# OK, shared bath water.... is that gross?



## jes h (Jan 25, 2011)

So, maybe this is icky... what are your thoughts?

We had 2 new kidos move in; a 5 year old girl and 3 year old boy - siblings. (We have one 3 year old boy of our own, so we are very new to having multiple kids in the house.)

On bath night, I asked the 5 year old how they 'normally' do baths; I want to keep what they are used to as much as possible, and she said they always took baths together. During their bath, it is obvious that the 5 year old is ready to have her own bath; she wants to stretch and play and that leaves no room for 3 year old.
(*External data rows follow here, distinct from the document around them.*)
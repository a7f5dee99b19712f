//! Bing search config. Loaded from env: BING_API_ACCOUNT_KEY (required), BING_API_ROOT and
//! BING_TIMEOUT_SECS (optional).

use std::env;
use std::time::Duration;

use crate::error::SearchError;

/// Bing image search endpoint root; `/Image` is appended per request.
pub const DEFAULT_BING_API_ROOT: &str = "https://api.datamarket.azure.com/Bing/Search/v1";

/// Per-request timeout for search calls.
pub const DEFAULT_BING_TIMEOUT: Duration = Duration::from_secs(30);

/// Account key and endpoint for [`crate::BingSearchProvider`].
#[derive(Clone)]
pub struct BingSearchConfig {
    pub account_key: String,
    pub api_root: String,
    pub timeout: Duration,
}

impl std::fmt::Debug for BingSearchConfig {
    fn fmt(&self, f: &mut std::fmt::Formatter<'_>) -> std::fmt::Result {
        f.debug_struct("BingSearchConfig")
            .field("account_key", &mask_key(&self.account_key))
            .field("api_root", &self.api_root)
            .field("timeout", &self.timeout)
            .finish()
    }
}

impl BingSearchConfig {
    pub fn new(account_key: impl Into<String>) -> Self {
        Self {
            account_key: account_key.into(),
            api_root: DEFAULT_BING_API_ROOT.to_string(),
            timeout: DEFAULT_BING_TIMEOUT,
        }
    }

    pub fn with_api_root(mut self, api_root: impl Into<String>) -> Self {
        self.api_root = api_root.into();
        self
    }

    pub fn with_timeout(mut self, timeout: Duration) -> Self {
        self.timeout = timeout;
        self
    }

    /// Loads from env: BING_API_ACCOUNT_KEY required; BING_API_ROOT and BING_TIMEOUT_SECS optional.
    pub fn from_env() -> Result<Self, SearchError> {
        let account_key = env::var("BING_API_ACCOUNT_KEY")
            .map_err(|_| SearchError::Config("BING_API_ACCOUNT_KEY not set".to_string()))?;
        let mut config = Self::new(account_key);
        if let Ok(root) = env::var("BING_API_ROOT") {
            if !root.trim().is_empty() {
                config = config.with_api_root(root);
            }
        }
        if let Some(secs) = env::var("BING_TIMEOUT_SECS")
            .ok()
            .and_then(|s| s.parse().ok())
        {
            config = config.with_timeout(Duration::from_secs(secs));
        }
        Ok(config)
    }

    /// Rejects an empty account key, an unparsable API root and a zero timeout.
    pub fn validate(&self) -> Result<(), SearchError> {
        if self.account_key.trim().is_empty() {
            return Err(SearchError::Config("BING_API_ACCOUNT_KEY is empty".to_string()));
        }
        if reqwest::Url::parse(&self.api_root).is_err() {
            return Err(SearchError::Config(format!(
                "BING_API_ROOT is not a valid URL: {}",
                self.api_root
            )));
        }
        if self.timeout.is_zero() {
            return Err(SearchError::Config(
                "BING_TIMEOUT_SECS must be greater than 0".to_string(),
            ));
        }
        Ok(())
    }
}

/// Masks an API key for logging: first 4 and last 2 characters, or `***` for short keys.
pub(crate) fn mask_key(key: &str) -> String {
    let chars: Vec<char> = key.chars().collect();
    if chars.len() <= 8 {
        return "***".to_string();
    }
    let head: String = chars[..4].iter().collect();
    let tail: String = chars[chars.len() - 2..].iter().collect();
    format!("{}***{}", head, tail)
}
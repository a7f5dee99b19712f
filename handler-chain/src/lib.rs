//! # Handler chain
//!
//! Passes each message to a sequence of handlers. The first handler that returns
//! [`HandlerResponse::Stop`] ends the chain; a handler error ends it as well and is returned.

use dbot_core::{Handler, HandlerResponse, Message, Result};
use std::sync::Arc;
use tracing::{debug, error, info, instrument};

/// Ordered list of handlers sharing one incoming message.
#[derive(Clone, Default)]
pub struct HandlerChain {
    handlers: Vec<Arc<dyn Handler>>,
}

impl HandlerChain {
    /// Creates an empty chain.
    pub fn new() -> Self {
        Self::default()
    }

    /// Appends a handler; handlers run in insertion order.
    pub fn add_handler(mut self, handler: Arc<dyn Handler>) -> Self {
        self.handlers.push(handler);
        self
    }

    pub fn len(&self) -> usize {
        self.handlers.len()
    }

    pub fn is_empty(&self) -> bool {
        self.handlers.is_empty()
    }

    /// Runs handlers until one returns Stop. Returns Stop in that case, Continue if no handler
    /// claimed the message.
    #[instrument(skip(self, message), fields(chat_id = message.chat.id, message_id = %message.id))]
    pub async fn handle(&self, message: &Message) -> Result<HandlerResponse> {
        for handler in &self.handlers {
            let handler_name = std::any::type_name_of_val(handler.as_ref());
            debug!(handler = %handler_name, "step: handler processing");

            let response = handler.handle(message).await.map_err(|e| {
                error!(handler = %handler_name, error = %e, "Handler failed");
                e
            })?;

            if response == HandlerResponse::Stop {
                info!(handler = %handler_name, "step: handler chain stopped by handler");
                return Ok(HandlerResponse::Stop);
            }
        }

        debug!("step: no handler claimed the message");
        Ok(HandlerResponse::Continue)
    }
}

// Tests live in tests/handler_chain_test.rs
//! Logging initialization: human-readable format (timestamp, level, target, message, fields) to both
//! console and file, or to the console only for one-shot commands.

use std::fs::{self, OpenOptions};
use std::io;
use std::path::Path;
use std::sync::Arc;

use tracing_subscriber::{
    fmt::format::{FmtSpan, Format, Full, Writer},
    fmt::time::FormatTime,
    layer::SubscriberExt,
    util::SubscriberInitExt,
    EnvFilter, Registry,
};

/// Local time in `YYYY-MM-DD HH:MM:SS` for human-readable log lines.
struct ChronoLocal;

impl FormatTime for ChronoLocal {
    fn format_time(&self, w: &mut Writer<'_>) -> std::fmt::Result {
        let t = chrono::Local::now().format("%Y-%m-%d %H:%M:%S");
        write!(w, "{} ", t)
    }
}

/// Opens `path` for appending, creating the parent directory if needed.
fn open_log_file(path: &Path) -> io::Result<fs::File> {
    if let Some(parent) = path.parent().filter(|p| !p.as_os_str().is_empty()) {
        fs::create_dir_all(parent)?;
    }
    OpenOptions::new().create(true).append(true).open(path)
}

fn env_filter() -> EnvFilter {
    EnvFilter::try_from_default_env().unwrap_or_else(|_| EnvFilter::new("info"))
}

fn event_format() -> Format<Full, ChronoLocal> {
    tracing_subscriber::fmt::format()
        .with_timer(ChronoLocal)
        .with_level(true)
        .with_target(true)
        .with_thread_ids(false)
}

/// Initializes the global tracing subscriber.
///
/// Output is teed to stdout and the given log file without ANSI codes so the file stays plain
/// text. Level comes from `RUST_LOG` (e.g. `info`, `image_handlers=debug`); default `info`.
/// Load `.env` before calling.
pub fn init_tracing(log_file_path: &str) -> anyhow::Result<()> {
    let file = Arc::new(open_log_file(Path::new(log_file_path))?);

    use tracing_subscriber::fmt::writer::MakeWriterExt;
    let writer = io::stdout.and(file);

    let fmt_layer = tracing_subscriber::fmt::layer()
        .with_writer(writer)
        .event_format(event_format())
        .with_span_events(FmtSpan::NONE)
        .with_ansi(false);

    Registry::default()
        .with(env_filter())
        .with(fmt_layer)
        .try_init()
        .map_err(|e| anyhow::anyhow!("Failed to set global subscriber: {}", e))?;

    Ok(())
}

/// Initializes a stdout-only global subscriber, same format and `RUST_LOG` handling as
/// [`init_tracing`]. For diagnostic commands that should not write the bot's log file.
pub fn init_console_tracing() -> anyhow::Result<()> {
    let fmt_layer = tracing_subscriber::fmt::layer()
        .with_writer(io::stdout)
        .event_format(event_format())
        .with_span_events(FmtSpan::NONE)
        .with_ansi(false);

    Registry::default()
        .with(env_filter())
        .with(fmt_layer)
        .try_init()
        .map_err(|e| anyhow::anyhow!("Failed to set global subscriber: {}", e))?;

    Ok(())
}

#[cfg(test)]
mod tests {
    use super::*;

    #[test]
    fn test_open_log_file_creates_parent_dir() {
        let dir = tempfile::tempdir().unwrap();
        let path = dir.path().join("logs").join("bot.log");
        open_log_file(&path).unwrap();
        assert!(path.exists());
    }

    #[test]
    fn test_init_console_tracing_installs_once() {
        assert!(init_console_tracing().is_ok());
        assert!(init_console_tracing().is_err());
    }
}
//! Builds providers, the image search handler and the handler chain from config.

use std::sync::Arc;

use anyhow::{Context, Result};
use dbot_core::Bot as CoreBot;
use handler_chain::HandlerChain;
use image_handlers::{ImageFetcher, ImageSearchHandler, RandomPhrases};
use image_search_client::{default_preprocessor, BingSearchProvider, ImageProvider};
use tokio::sync::RwLock;
use tracing::info;

use crate::config::SearchConfig;

/// Providers in priority order.
pub fn build_providers(config: &SearchConfig) -> Result<Vec<Arc<dyn ImageProvider>>> {
    let bing = BingSearchProvider::new(config.bing.clone()).context("Build Bing search client")?;
    let providers: Vec<Arc<dyn ImageProvider>> = vec![Arc::new(bing)];
    info!(
        providers = ?providers.iter().map(|p| p.name()).collect::<Vec<_>>(),
        "Image providers configured"
    );
    Ok(providers)
}

/// Image search handler with the default preprocessor and random phrases.
pub fn build_image_search_handler(
    config: &SearchConfig,
    bot: Arc<dyn CoreBot>,
    bot_username: Arc<RwLock<Option<String>>>,
) -> Result<ImageSearchHandler> {
    let fetcher =
        ImageFetcher::new(config.download_timeout)?.with_max_bytes(config.max_image_bytes);
    Ok(ImageSearchHandler::new(
        bot,
        build_providers(config)?,
        Arc::new(default_preprocessor()),
        Arc::new(RandomPhrases::default()),
        fetcher,
    )
    .with_commands(&config.commands)
    .with_bot_username(bot_username))
}

pub fn build_handler_chain(handler: ImageSearchHandler) -> HandlerChain {
    HandlerChain::new().add_handler(Arc::new(handler))
}
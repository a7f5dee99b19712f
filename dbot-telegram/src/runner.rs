//! REPL runner: converts teloxide messages to core::Message and passes them to HandlerChain.

use anyhow::Result;
use dbot_core::ToCoreMessage;
use handler_chain::HandlerChain;
use std::sync::Arc;
use teloxide::prelude::*;
use tracing::{error, info, instrument};

use super::adapters::TelegramMessageWrapper;

/// Starts the REPL with the given teloxide Bot, HandlerChain, and bot_username cache.
/// Calls get_me() first and stores the username so handlers can check `/cmd@bot` suffixes.
/// Each message runs through the chain in its own task so a slow search never blocks polling.
#[instrument(skip(bot, handler_chain, bot_username))]
pub async fn run_repl(
    bot: teloxide::Bot,
    handler_chain: HandlerChain,
    bot_username: Arc<tokio::sync::RwLock<Option<String>>>,
) -> Result<()> {
    match bot.get_me().await {
        Ok(me) => {
            if let Some(username) = &me.user.username {
                *bot_username.write().await = Some(username.clone());
                info!(username = %username, "Bot username set before repl");
            }
        }
        Err(e) => error!(error = %e, "get_me failed; @bot suffixes will not be checked"),
    }

    let chain = handler_chain;
    teloxide::repl(bot, move |_bot: Bot, msg: teloxide::types::Message| {
        let chain = chain.clone();

        async move {
            let core_msg = TelegramMessageWrapper(&msg).to_core();
            if core_msg.content.is_empty() {
                return Ok(());
            }

            info!(
                user_id = core_msg.user.id,
                chat_id = core_msg.chat.id,
                message_content = %core_msg.content,
                "Received message"
            );

            tokio::spawn(async move {
                if let Err(e) = chain.handle(&core_msg).await {
                    error!(error = %e, user_id = core_msg.user.id, "Handler chain failed");
                }
            });

            Ok(())
        }
    })
    .await;

    Ok(())
}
I also have a 3 year old son. So, our routine the first bath night was to run 2 baths; one for the siblings and one for DS.

So, 5 year old wants to have her own bath; which I think is totally acceptable, but I am not that keen on the idea of running 3 baths, both for the time it adds, and for the water and heat it uses.

SO; here's the question; is it acceptable for the 5 year old to bath, then for her to jump out and let little brother in? I mean, they were sharing bath water when taking a bath together, so theoretically, this isn't all that different. I wouldn't question it, but for some reason I get an icky feeling about having my son share the same water and would want to run fresh water for him, so I worry that either the idea is icky, or I am setting separate standards for my FC than my son, which I don't want to do, either. How do houses with multiple kids handle baths????

Now, my son does have a immunity disorder which we just discovered, and I'd like to say that my icky feeling has to do with protecting him from germs... but...

So,

what do you think?????


----------



## StephandOwen (Jun 22, 2004)

Before I got done reading the whole post I was thinking to myself "would you let your ds bathe in the same water one of the other kids bathed in?" and then you answered it. So, I think you have your answer. If you wouldn't do it for your son, don't do it for the other kids either. While they are *just* 3 right now I think at some point the other boy would question why he gets "dirty" bath water every time but your son gets clean bath water.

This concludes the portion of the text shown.